▸ Exercise directions
The full set of entries has to be output exactly.

▸ Supplied data
******
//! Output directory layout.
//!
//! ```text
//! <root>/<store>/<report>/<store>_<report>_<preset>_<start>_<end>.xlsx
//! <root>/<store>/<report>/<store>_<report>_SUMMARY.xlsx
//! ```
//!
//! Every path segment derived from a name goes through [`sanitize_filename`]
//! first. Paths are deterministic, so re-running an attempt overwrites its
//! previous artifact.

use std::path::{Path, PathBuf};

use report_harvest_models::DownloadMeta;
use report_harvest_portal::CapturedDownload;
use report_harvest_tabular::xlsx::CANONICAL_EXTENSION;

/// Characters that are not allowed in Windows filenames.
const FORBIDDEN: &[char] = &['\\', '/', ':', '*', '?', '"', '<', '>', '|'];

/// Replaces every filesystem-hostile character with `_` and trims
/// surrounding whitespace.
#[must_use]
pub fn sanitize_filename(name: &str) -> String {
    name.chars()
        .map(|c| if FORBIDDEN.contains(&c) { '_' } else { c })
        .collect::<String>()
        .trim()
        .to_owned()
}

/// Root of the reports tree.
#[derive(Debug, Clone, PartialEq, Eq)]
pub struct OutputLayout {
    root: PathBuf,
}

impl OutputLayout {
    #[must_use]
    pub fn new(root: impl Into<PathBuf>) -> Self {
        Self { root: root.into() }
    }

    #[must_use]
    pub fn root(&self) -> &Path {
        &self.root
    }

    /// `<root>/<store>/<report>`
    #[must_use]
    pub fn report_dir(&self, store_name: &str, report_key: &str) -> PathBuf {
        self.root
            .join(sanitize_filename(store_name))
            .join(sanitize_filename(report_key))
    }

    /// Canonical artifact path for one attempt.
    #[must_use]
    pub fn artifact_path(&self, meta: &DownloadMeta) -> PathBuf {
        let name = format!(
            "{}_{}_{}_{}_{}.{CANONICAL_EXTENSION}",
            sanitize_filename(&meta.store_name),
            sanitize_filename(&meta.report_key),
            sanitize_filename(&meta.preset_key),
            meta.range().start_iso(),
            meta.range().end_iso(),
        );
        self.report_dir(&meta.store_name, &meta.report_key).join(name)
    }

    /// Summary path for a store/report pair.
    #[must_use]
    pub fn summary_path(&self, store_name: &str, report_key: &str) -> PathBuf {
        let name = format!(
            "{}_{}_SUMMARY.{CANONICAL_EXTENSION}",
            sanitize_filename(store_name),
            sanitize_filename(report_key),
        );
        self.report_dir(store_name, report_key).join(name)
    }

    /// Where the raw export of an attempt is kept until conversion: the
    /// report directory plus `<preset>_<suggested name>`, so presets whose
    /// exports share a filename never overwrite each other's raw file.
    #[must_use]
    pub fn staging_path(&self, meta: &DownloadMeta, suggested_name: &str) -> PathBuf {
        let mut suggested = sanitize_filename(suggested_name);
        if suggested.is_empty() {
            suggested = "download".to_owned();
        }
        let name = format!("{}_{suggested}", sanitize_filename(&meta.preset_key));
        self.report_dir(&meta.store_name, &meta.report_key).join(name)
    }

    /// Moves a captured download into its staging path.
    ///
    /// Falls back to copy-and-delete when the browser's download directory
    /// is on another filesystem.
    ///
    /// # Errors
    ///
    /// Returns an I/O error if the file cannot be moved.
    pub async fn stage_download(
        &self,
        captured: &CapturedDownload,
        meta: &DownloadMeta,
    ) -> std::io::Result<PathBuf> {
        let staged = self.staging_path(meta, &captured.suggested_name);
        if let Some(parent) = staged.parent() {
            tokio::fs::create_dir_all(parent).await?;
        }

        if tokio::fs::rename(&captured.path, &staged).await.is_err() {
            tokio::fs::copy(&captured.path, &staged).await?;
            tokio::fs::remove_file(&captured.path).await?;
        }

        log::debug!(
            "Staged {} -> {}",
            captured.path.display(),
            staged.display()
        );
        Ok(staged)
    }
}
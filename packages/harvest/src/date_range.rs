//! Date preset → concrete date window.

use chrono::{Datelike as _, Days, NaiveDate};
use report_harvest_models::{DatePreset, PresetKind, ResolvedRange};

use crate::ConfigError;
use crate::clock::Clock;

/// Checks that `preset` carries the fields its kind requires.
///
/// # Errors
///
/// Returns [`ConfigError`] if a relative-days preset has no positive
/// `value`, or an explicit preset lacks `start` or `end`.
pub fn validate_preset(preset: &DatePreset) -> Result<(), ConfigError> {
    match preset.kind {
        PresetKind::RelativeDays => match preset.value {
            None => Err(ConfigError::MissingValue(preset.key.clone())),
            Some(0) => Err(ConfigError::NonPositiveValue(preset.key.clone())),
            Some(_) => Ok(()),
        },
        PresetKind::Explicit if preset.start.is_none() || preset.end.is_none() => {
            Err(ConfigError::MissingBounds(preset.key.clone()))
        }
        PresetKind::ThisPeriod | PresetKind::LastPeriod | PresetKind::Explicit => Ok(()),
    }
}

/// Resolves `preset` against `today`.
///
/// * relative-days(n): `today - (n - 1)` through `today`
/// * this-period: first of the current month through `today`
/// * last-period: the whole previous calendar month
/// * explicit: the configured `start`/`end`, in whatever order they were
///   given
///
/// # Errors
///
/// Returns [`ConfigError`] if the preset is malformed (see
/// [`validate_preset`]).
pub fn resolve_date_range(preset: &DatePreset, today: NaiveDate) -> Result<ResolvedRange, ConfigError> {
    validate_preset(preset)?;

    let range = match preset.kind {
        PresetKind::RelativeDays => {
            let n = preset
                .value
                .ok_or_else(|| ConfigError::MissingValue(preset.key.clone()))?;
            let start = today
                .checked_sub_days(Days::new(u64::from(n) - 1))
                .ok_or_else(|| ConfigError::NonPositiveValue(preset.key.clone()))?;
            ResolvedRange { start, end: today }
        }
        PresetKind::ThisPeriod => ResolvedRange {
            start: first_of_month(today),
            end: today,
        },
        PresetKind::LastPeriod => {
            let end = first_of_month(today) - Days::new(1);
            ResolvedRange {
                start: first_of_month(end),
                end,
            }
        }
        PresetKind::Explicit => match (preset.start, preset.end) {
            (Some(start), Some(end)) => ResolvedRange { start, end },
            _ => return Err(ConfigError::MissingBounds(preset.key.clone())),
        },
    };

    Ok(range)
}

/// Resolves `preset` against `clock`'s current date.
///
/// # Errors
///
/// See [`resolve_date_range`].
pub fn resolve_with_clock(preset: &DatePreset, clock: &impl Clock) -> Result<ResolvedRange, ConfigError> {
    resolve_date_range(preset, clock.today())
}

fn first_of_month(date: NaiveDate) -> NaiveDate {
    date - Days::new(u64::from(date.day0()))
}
******
▸ Reply to the task
//! Output directory layout.
//!
//! ```text
//! <root>/<store>/<report>/<store>_<report>_<preset>_<start>_<end>.xlsx
//! <root>/<store>/<report>/<store>_<report>_SUMMARY.xlsx
//! ```
//!
//! Every path segment derived from a name goes through [`sanitize_filename`]
//! first. Paths are deterministic, so re-running an attempt overwrites its
//! previous artifact.

use std::path::{Path, PathBuf};

use report_harvest_models::DownloadMeta;
use report_harvest_portal::CapturedDownload;
use report_harvest_tabular::xlsx::CANONICAL_EXTENSION;

/// Characters that are not allowed in Windows filenames.
const FORBIDDEN: &[char] = &['\\', '/', ':', '*', '?', '"', '<', '>', '|'];

/// Replaces every filesystem-hostile character with `_` and trims
/// surrounding whitespace.
#[must_use]
pub fn sanitize_filename(name: &str) -> String {
    name.chars()
        .map(|c| if FORBIDDEN.contains(&c) { '_' } else { c })
        .collect::<String>()
        .trim()
        .to_owned()
}

/// Root of the reports tree.
#[derive(Debug, Clone, PartialEq, Eq)]
pub struct OutputLayout {
    root: PathBuf,
}

impl OutputLayout {
    #[must_use]
    pub fn new(root: impl Into<PathBuf>) -> Self {
        Self { root: root.into() }
    }

    #[must_use]
    pub fn root(&self) -> &Path {
        &self.root
    }

    /// `<root>/<store>/<report>`
    #[must_use]
    pub fn report_dir(&self, store_name: &str, report_key: &str) -> PathBuf {
        self.root
            .join(sanitize_filename(store_name))
            .join(sanitize_filename(report_key))
    }

    /// Canonical artifact path for one attempt.
    #[must_use]
    pub fn artifact_path(&self, meta: &DownloadMeta) -> PathBuf {
        let name = format!(
            "{}_{}_{}_{}_{}.{CANONICAL_EXTENSION}",
            sanitize_filename(&meta.store_name),
            sanitize_filename(&meta.report_key),
            sanitize_filename(&meta.preset_key),
            meta.range().start_iso(),
            meta.range().end_iso(),
        );
        self.report_dir(&meta.store_name, &meta.report_key).join(name)
    }

    /// Summary path for a store/report pair.
    #[must_use]
    pub fn summary_path(&self, store_name: &str, report_key: &str) -> PathBuf {
        let name = format!(
            "{}_{}_SUMMARY.{CANONICAL_EXTENSION}",
            sanitize_filename(store_name),
            sanitize_filename(report_key),
        );
        self.report_dir(store_name, report_key).join(name)
    }

    /// Where the raw export of an attempt is kept until conversion: the
    /// report directory plus `<preset>_<suggested name>`, so presets whose
    /// exports share a filename never overwrite each other's raw file.
    #[must_use]
    pub fn staging_path(&self, meta: &DownloadMeta, suggested_name: &str) -> PathBuf {
        let mut suggested = sanitize_filename(suggested_name);
        if suggested.is_empty() {
            suggested = "download".to_owned();
        }
        let name = format!("{}_{suggested}", sanitize_filename(&meta.preset_key));
        self.report_dir(&meta.store_name, &meta.report_key).join(name)
    }

    /// Moves a captured download into its staging path.
    ///
    /// Falls back to copy-and-delete when the browser's download directory
    /// is on another filesystem.
    ///
    /// # Errors
    ///
    /// Returns an I/O error if the file cannot be moved.
    pub async fn stage_download(
        &self,
        captured: &CapturedDownload,
        meta: &DownloadMeta,
    ) -> std::io::Result<PathBuf> {
        let staged = self.staging_path(meta, &captured.suggested_name);
        if let Some(parent) = staged.parent() {
            tokio::fs::create_dir_all(parent).await?;
        }

        if tokio::fs::rename(&captured.path, &staged).await.is_err() {
            tokio::fs::copy(&captured.path, &staged).await?;
            tokio::fs::remove_file(&captured.path).await?;
        }

        log::debug!(
            "Staged {} -> {}",
            captured.path.display(),
            staged.display()
        );
        Ok(staged)
    }
}
filename packages/harvest/src/date_range.rs
//! Date preset → concrete date window.

use chrono::{Datelike as _, Days, NaiveDate};
use report_harvest_models::{DatePreset, PresetKind, ResolvedRange};

use crate::ConfigError;
use crate::clock::Clock;

/// Checks that `preset` carries the fields its kind requires.
///
/// # Errors
///
/// Returns [`ConfigError`] if a relative-days preset has no positive
/// `value`, or an explicit preset lacks `start` or `end`.
pub fn validate_preset(preset: &DatePreset) -> Result<(), ConfigError> {
    match preset.kind {
        PresetKind::RelativeDays => match preset.value {
            None => Err(ConfigError::MissingValue(preset.key.clone())),
            Some(0) => Err(ConfigError::NonPositiveValue(preset.key.clone())),
            Some(_) => Ok(()),
        },
        PresetKind::Explicit if preset.start.is_none() || preset.end.is_none() => {
            Err(ConfigError::MissingBounds(preset.key.clone()))
        }
        PresetKind::ThisPeriod | PresetKind::LastPeriod | PresetKind::Explicit => Ok(()),
    }
}

/// Resolves `preset` against `today`.
///
/// * relative-days(n): `today - (n - 1)` through `today`
/// * this-period: first of the current month through `today`
/// * last-period: the whole previous calendar month
/// * explicit: the configured `start`/`end`, in whatever order they were
///   given
///
/// # Errors
///
/// Returns [`ConfigError`] if the preset is malformed (see
/// [`validate_preset`]).
pub fn resolve_date_range(preset: &DatePreset, today: NaiveDate) -> Result<ResolvedRange, ConfigError> {
    validate_preset(preset)?;

    let range = match preset.kind {
        PresetKind::RelativeDays => {
            let n = preset
                .value
                .ok_or_else(|| ConfigError::MissingValue(preset.key.clone()))?;
            let start = today
                .checked_sub_days(Days::new(u64::from(n) - 1))
                .ok_or_else(|| ConfigError::NonPositiveValue(preset.key.clone()))?;
            ResolvedRange { start, end: today }
        }
        PresetKind::ThisPeriod => ResolvedRange {
            start: first_of_month(today),
            end: today,
        },
        PresetKind::LastPeriod => {
            let end = first_of_month(today) - Days::new(1);
            ResolvedRange {
                start: first_of_month(end),
                end,
            }
        }
        PresetKind::Explicit => match (preset.start, preset.end) {
            (Some(start), Some(end)) => ResolvedRange { start, end },
            _ => return Err(ConfigError::MissingBounds(preset.key.clone())),
        },
    };

    Ok(range)
}

/// Resolves `preset` against `clock`'s current date.
///
/// # Errors
///
/// See [`resolve_date_range`].
pub fn resolve_with_clock(preset: &DatePreset, clock: &impl Clock) -> Result<ResolvedRange, ConfigError> {
    resolve_date_range(preset, clock.today())
}

fn first_of_month(date: NaiveDate) -> NaiveDate {
    date - Days::new(u64::from(date.day0()))
}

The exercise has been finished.